Spor, dünyadaki hemen herkesin birlikte tüketebildiği değerlerin başında geliyor. Spor müsabakaları dünyanın farklı noktalarından milyonlarca insanı bir araya getirebiliyor. Sporun geniş kitlelere ulaşma gücü de markalar için cazibe oluşturuyor.

Son yıllarda spora destek olan markaların sayısı da artış eğiliminde. Markalar müşterilerinin hayatlarına dokunmak ve marka bilinirliklerini artırmak amacıyla kulüplere, liglere, turnuvalara sponsor oluyor. Arzum da onlardan biri.

Yalnız Arzum, diğer pek çok markadan farklı destek olmak için geçtiğimiz yıl gündemde olan Netflix dizisi 'The Queen's Gambit'e kadar popülerliği olmayan bir spor dalını, satrancı seçmiş bulunuyor. Üstelik bunu tam 14 yıldır ara vermeden yapıyor.

İKİ BİN SPORCUYA DESTEK


Satranca gönül vermiş kadınlara ulaşarak "Hamle sırası kadınlarda, Arzum yanlarında" diyen şirketin Türkiye Satranç Federasyonu'na (TSF) destek vermeye başladığı ilk günden bu yana kadın sporcu sayısında iki kattan fazla artış oldu.

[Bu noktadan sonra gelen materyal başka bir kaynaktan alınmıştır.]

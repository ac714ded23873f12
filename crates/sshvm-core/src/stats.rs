//! Connection statistics, persisted as pretty-printed JSON under the data
//! directory and surfaced in the welcome banner.

use std::collections::HashMap;
use std::path::{Path, PathBuf};
use std::sync::Mutex;

use anyhow::{Context, Result};
use chrono::{DateTime, Utc};
use serde::{Deserialize, Serialize};
use tracing::info;

pub const STATS_FILE: &str = "user_stats.json";

#[derive(Debug, Clone, Serialize, Deserialize)]
pub struct UserStat {
    pub username: String,
    pub connect_count: u64,
    pub last_connected: DateTime<Utc>,
}

pub struct UserStats {
    path: PathBuf,
    users: Mutex<HashMap<String, UserStat>>,
}

impl UserStats {
    pub fn new(data_dir: &Path) -> Self {
        Self {
            path: data_dir.join(STATS_FILE),
            users: Mutex::new(HashMap::new()),
        }
    }

    /// Load persisted stats. A missing file is an empty history.
    pub fn load(&self) -> Result<()> {
        if !self.path.exists() {
            return Ok(());
        }
        let data = std::fs::read_to_string(&self.path)
            .with_context(|| format!("read {}", self.path.display()))?;
        let list: Vec<UserStat> = serde_json::from_str(&data)
            .with_context(|| format!("parse {}", self.path.display()))?;

        let mut users = self.users.lock().expect("stats lock poisoned");
        *users = list
            .into_iter()
            .map(|stat| (stat.username.clone(), stat))
            .collect();
        Ok(())
    }

    /// Persist stats, most recently connected first.
    pub fn save(&self) -> Result<()> {
        let mut list: Vec<UserStat> = self
            .users
            .lock()
            .expect("stats lock poisoned")
            .values()
            .cloned()
            .collect();
        list.sort_by(|a, b| b.last_connected.cmp(&a.last_connected));

        let data = serde_json::to_string_pretty(&list).context("serialize user stats")?;
        if let Some(parent) = self.path.parent() {
            std::fs::create_dir_all(parent)
                .with_context(|| format!("create {}", parent.display()))?;
        }
        std::fs::write(&self.path, data).with_context(|| format!("write {}", self.path.display()))?;
        info!(path = %self.path.display(), users = list.len(), "user stats saved");
        Ok(())
    }

    /// Record a connection. Returns the previous `last_connected` timestamp,
    /// `None` on a user's first visit, so the banner can show the prior
    /// login rather than the one just recorded.
    pub fn record_connection(&self, username: &str) -> Option<DateTime<Utc>> {
        let mut users = self.users.lock().expect("stats lock poisoned");
        match users.get_mut(username) {
            Some(stat) => {
                let previous = stat.last_connected;
                stat.connect_count += 1;
                stat.last_connected = Utc::now();
                Some(previous)
            }
            None => {
                users.insert(
                    username.to_string(),
                    UserStat {
                        username: username.to_string(),
                        connect_count: 1,
                        last_connected: Utc::now(),
                    },
                );
                None
            }
        }
    }

    pub fn get(&self, username: &str) -> Option<UserStat> {
        self.users
            .lock()
            .expect("stats lock poisoned")
            .get(username)
            .cloned()
    }

    /// Most recent users, excluding `exclude`, newest first.
    pub fn recent_users(&self, exclude: &str, limit: usize) -> Vec<UserStat> {
        let mut list: Vec<UserStat> = self
            .users
            .lock()
            .expect("stats lock poisoned")
            .values()
            .filter(|stat| stat.username != exclude)
            .cloned()
            .collect();
        list.sort_by(|a, b| b.last_connected.cmp(&a.last_connected));
        if limit > 0 {
            list.truncate(limit);
        }
        list
    }
}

Bugüne kadar iki binin üzerinde kadın sporcuya destek olduklarını belirten Arzum Pazarlama ve Ürün Geliştirmeden Sorumlu Genel Müdür Yardımcısı Mehtap Yıldız, "Ülkenin en prestijli satranç şampiyonaları arasında yer alan Arzum Türkiye Kadınlar Şampiyonası, son yıllarda ulusal ve uluslararası arenada dereceye girmiş sporcularla beraber, 7'den 77'ye binlerce lisanslı kadın sporcunun mücadele etmek istediği bir şampiyona haline dönüştü" diyor.

SATRANCA İLGİ ARTIYOR


Türkiye Satranç Federasyonu ise tüm dünyada önemli bir yere sahip olan satranç sporunun ülkemizde de hak ettiği değer ve ilgiyi görmesi, bilinirliğinin artması için büyük emek sarf ediyor. Federasyon Başkanı Gülkız Tulay'ın göreve geldiği Kasım 2012'de 189 bin olan lisanslı sporcu sayısı bugün 1 milyon 22 bine ulaşmış.

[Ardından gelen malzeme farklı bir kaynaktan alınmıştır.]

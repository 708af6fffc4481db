//! # Processor Module
//!
//! Drives the per-file cycle: read the file, reconcile its header, optionally
//! render a diff, and write the corrected content back.
//!
//! The module is organized into several submodules:
//! - [`file_io`] - Whole-file reads and writes
//! - [`file_collector`] - Directory traversal and extension/ignore filtering
//!
//! The [`Processor`] never walks directories itself; callers hand it paths,
//! typically produced by a [`FileCollector`].

mod file_collector;
mod file_io;

use std::path::{Path, PathBuf};

use anyhow::Result;
pub use file_collector::{DEFAULT_EXTENSION, FileCollector};
pub use file_io::FileIO;
use tracing::{debug, trace};

use crate::diff::DiffManager;
use crate::info_log;
use crate::license::CanonicalLicense;
use crate::reconciler::{self, HeaderStatus};
use crate::report::{FileAction, FileReport};

/// Configuration for creating a Processor instance.
pub struct ProcessorConfig {
  pub license: CanonicalLicense,

  /// Report what would change without writing anything
  pub check_only: bool,

  pub diff_manager: Option<DiffManager>,
}

impl ProcessorConfig {
  /// Creates a config in modify mode without diff output.
  ///
  /// Use struct update syntax to override specific fields:
  /// ```ignore
  /// ProcessorConfig {
  ///     check_only: true,
  ///     ..ProcessorConfig::new(license)
  /// }
  /// ```
  pub const fn new(license: CanonicalLicense) -> Self {
    Self {
      license,
      check_only: false,
      diff_manager: None,
    }
  }
}

/// Applies the canonical license header to files.
///
/// # Examples
///
/// ```rust,no_run
/// use std::path::{Path, PathBuf};
///
/// use licensefix::license::CanonicalLicense;
/// use licensefix::processor::{FileCollector, Processor, ProcessorConfig};
///
/// # fn main() -> anyhow::Result<()> {
/// let license = CanonicalLicense::load(Path::new("license.template"))?;
/// let processor = Processor::new(ProcessorConfig::new(license));
///
/// let files = FileCollector::default().collect(&[PathBuf::from("src")])?;
/// let reports = processor.process_files(files)?;
/// # Ok(())
/// # }
/// ```
pub struct Processor {
  license: CanonicalLicense,
  check_only: bool,
  diff_manager: DiffManager,
}

impl Processor {
  /// Creates a new processor with the specified configuration.
  pub fn new(config: ProcessorConfig) -> Self {
    Self {
      license: config.license,
      check_only: config.check_only,
      diff_manager: config.diff_manager.unwrap_or_default(),
    }
  }

  /// Processes each path in order.
  ///
  /// # Errors
  ///
  /// The first file that cannot be read or written aborts the run; files
  /// already handled keep their new content.
  pub fn process_files<I>(&self, paths: I) -> Result<Vec<FileReport>>
  where
    I: IntoIterator<Item = PathBuf>,
  {
    let paths = paths.into_iter();
    let mut reports = Vec::with_capacity(paths.size_hint().0);

    for path in paths {
      reports.push(self.process_file(&path)?);
    }

    debug!("Processed {} files", reports.len());
    Ok(reports)
  }

  /// Reconciles a single file.
  ///
  /// Unchanged files are never written. Changed files are written in full
  /// unless the processor is in check mode.
  ///
  /// # Errors
  ///
  /// Fails if the file cannot be read, or cannot be written when it needs a
  /// change.
  pub fn process_file(&self, path: &Path) -> Result<FileReport> {
    trace!("Processing file: {}", path.display());

    let content = FileIO::read_to_string(path)?;
    let result = reconciler::reconcile(&content, &self.license);
    let status = result.status();

    if !result.changed() {
      trace!("License header already correct: {}", path.display());
      return Ok(FileReport {
        path: path.to_path_buf(),
        status,
        action: FileAction::NoActionNeeded,
        written: false,
      });
    }

    self.log_change(path, status);

    if self.diff_manager.is_enabled()
      && let Err(e) = self.diff_manager.display_diff(path, &content, result.content())
    {
      eprintln!("Warning: Failed to display diff for {}: {:#}", path.display(), e);
    }

    let written = if self.check_only {
      false
    } else {
      FileIO::write_file(path, result.content())?;
      true
    };

    Ok(FileReport {
      path: path.to_path_buf(),
      status,
      action: FileAction::from(status),
      written,
    })
  }

  fn log_change(&self, path: &Path, status: HeaderStatus) {
    match (self.check_only, status) {
      (false, HeaderStatus::Missing) => info_log!("Fixing missing license in {}", path.display()),
      (false, HeaderStatus::Incorrect) => info_log!("Fixing incorrect license in {}", path.display()),
      (true, HeaderStatus::Missing) => info_log!("Missing license in {}", path.display()),
      (true, HeaderStatus::Incorrect) => info_log!("Incorrect license in {}", path.display()),
      (_, HeaderStatus::Correct) => {}
    }
  }
}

Federasyon bugün ayrıca, 30 bine yakın satranç sınıfı açılmasına öncülük ederken satrancın her yere ve herkese ulaşmasını sağlıyor. Bu sporun en güzel yanlarından biri, cinsiyet ve yaş farkının olmaması. 4-5 yaşındaki okul öncesi çocuklar satrancı öğrenebildiği gibi 80 yaşındaki sporcular da turnuvalara katılabiliyor.

Hedef, Türkiye Satranç Federasyonu'nun çabaları ve markaların destekleri ile satranca olan ilginin ve sporcu sayılarının artması, erkek-kadın sporcu sayısı arasındaki farkın azalması ve tabii ki gelecekte bir dünya şampiyonu çıkartmak.

GERÇEK BİR HİKAYEDEN


Arzum, geçtiğimiz Anneler Günü'nde yayınladığı "Orada Annem Var" isimli filmde satranç sporcularına verdiği destek kapsamında annelerin de çocuklarına karşı fedakarlıklarına vurgu yapıyor. Filmin gerçek bir hayat hikayesinden uyarladığını söyleyen Mehtap Yıldız, şunları anlatıyor: "Filmde, kahramanımız ilk hamlesiyle satranç aşkının nasıl doğduğunu anlatıyor.

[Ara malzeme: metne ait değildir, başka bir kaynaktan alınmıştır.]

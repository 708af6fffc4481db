//! # Logging Module
//!
//! This module provides logging utilities for licensefix, including:
//! - Verbose logging that can be enabled/disabled
//! - Standard info logging with color support
//! - A `tracing` subscriber for structured diagnostics
//!
//! Verbose logs go to stderr and info logs go to stdout, so the per-file
//! status lines can be piped.
//!
//! ## Example
//!
//! ```rust
//! use licensefix::logging::{ColorMode, set_verbose};
//! use licensefix::{info_log, verbose_log};
//!
//! set_verbose();
//! ColorMode::Never.apply();
//!
//! // Goes to stderr
//! verbose_log!("Processing file: {}", "Example.java");
//!
//! // Goes to stdout
//! info_log!("Fixing missing license in {}", "Example.java");
//! ```

mod modes;

pub use modes::{ColorMode, default_filter, init_tracing, is_quiet, is_verbose, set_quiet, set_verbose};
use owo_colors::{OwoColorize, Stream};

/// Logs a message to stderr if verbose mode is enabled.
///
/// Uses the same format string syntax as [`eprintln!`].
#[macro_export]
macro_rules! verbose_log {
    ($($arg:tt)*) => {
        if $crate::logging::is_verbose() {
            eprintln!($($arg)*);
        }
    };
}

/// Logs a message to stdout unless quiet mode is enabled.
///
/// Uses the same format string syntax as [`println!`].
#[macro_export]
macro_rules! info_log {
    ($($arg:tt)*) => {
        if !$crate::logging::is_quiet() {
            $crate::logging::print_info_log(&format!($($arg)*));
        }
    };
}

/// Prints an info line in yellow when the terminal supports it.
///
/// Used by [`info_log!`].
pub fn print_info_log(message: &str) {
  println!("{}", message.if_supports_color(Stream::Stdout, |m| m.yellow()));
}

Beş yaşında taşlarını beğendiği için başladığı satrancın nasıl dünyası haline geldiğinden bahsediyor. 12 yaşında aldığı ilk derecesinden sonra Osmaniye'de arka arkaya kazandığı birinciliklerinden ve Türkiye Şampiyonası'nda Türkiye ikincisi olduğundan gururla söz ediyor. Büşra Öztürk, altı yaşında sağ gözünü kaybettiğini satrançtan ama hiç vazgeçmediğini anlatırken 'Çünkü benim sağ tarafımda annem var' diyor."